> **Assignment**
A verbatim reproduction of every entry is the expected answer.

···

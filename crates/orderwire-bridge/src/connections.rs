//! Live connection-pair tracking.

use std::sync::Arc;
use std::time::Instant;

use dashmap::DashMap;
use uuid::Uuid;

/// Registry of open bridge pairs, keyed by connection id.
#[derive(Debug, Default)]
pub struct ConnectionTracker {
    open: DashMap<Uuid, Instant>,
}

impl ConnectionTracker {
    /// Empty tracker.
    pub fn new() -> Self {
        Self::default()
    }

    /// Record a new pair; it is removed when the guard drops.
    pub fn register(self: &Arc<Self>) -> ConnectionGuard {
        let id = Uuid::now_v7();
        let _ = self.open.insert(id, Instant::now());
        ConnectionGuard {
            id,
            tracker: Arc::clone(self),
        }
    }

    /// Number of open pairs.
    pub fn count(&self) -> usize {
        self.open.len()
    }
}

/// Keeps a pair registered for as long as it lives.
#[derive(Debug)]
pub struct ConnectionGuard {
    id: Uuid,
    tracker: Arc<ConnectionTracker>,
}

impl ConnectionGuard {
    /// Connection id, used as a log field.
    pub fn id(&self) -> Uuid {
        self.id
    }
}

impl Drop for ConnectionGuard {
    fn drop(&mut self) {
        let _ = self.tracker.open.remove(&self.id);
    }
}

···

> **Worked solution**
filename crates/orderwire-bridge/src/connections.rs
//! Live connection-pair tracking.

use std::sync::Arc;
use std::time::Instant;

use dashmap::DashMap;
use uuid::Uuid;

/// Registry of open bridge pairs, keyed by connection id.
#[derive(Debug, Default)]
pub struct ConnectionTracker {
    open: DashMap<Uuid, Instant>,
}

impl ConnectionTracker {
    /// Empty tracker.
    pub fn new() -> Self {
        Self::default()
    }

    /// Record a new pair; it is removed when the guard drops.
    pub fn register(self: &Arc<Self>) -> ConnectionGuard {
        let id = Uuid::now_v7();
        let _ = self.open.insert(id, Instant::now());
        ConnectionGuard {
            id,
            tracker: Arc::clone(self),
        }
    }

    /// Number of open pairs.
    pub fn count(&self) -> usize {
        self.open.len()
    }
}

/// Keeps a pair registered for as long as it lives.
#[derive(Debug)]
pub struct ConnectionGuard {
    id: Uuid,
    tracker: Arc<ConnectionTracker>,
}

impl ConnectionGuard {
    /// Connection id, used as a log field.
    pub fn id(&self) -> Uuid {
        self.id
    }
}

impl Drop for ConnectionGuard {
    fn drop(&mut self) {
        let _ = self.tracker.open.remove(&self.id);
    }
}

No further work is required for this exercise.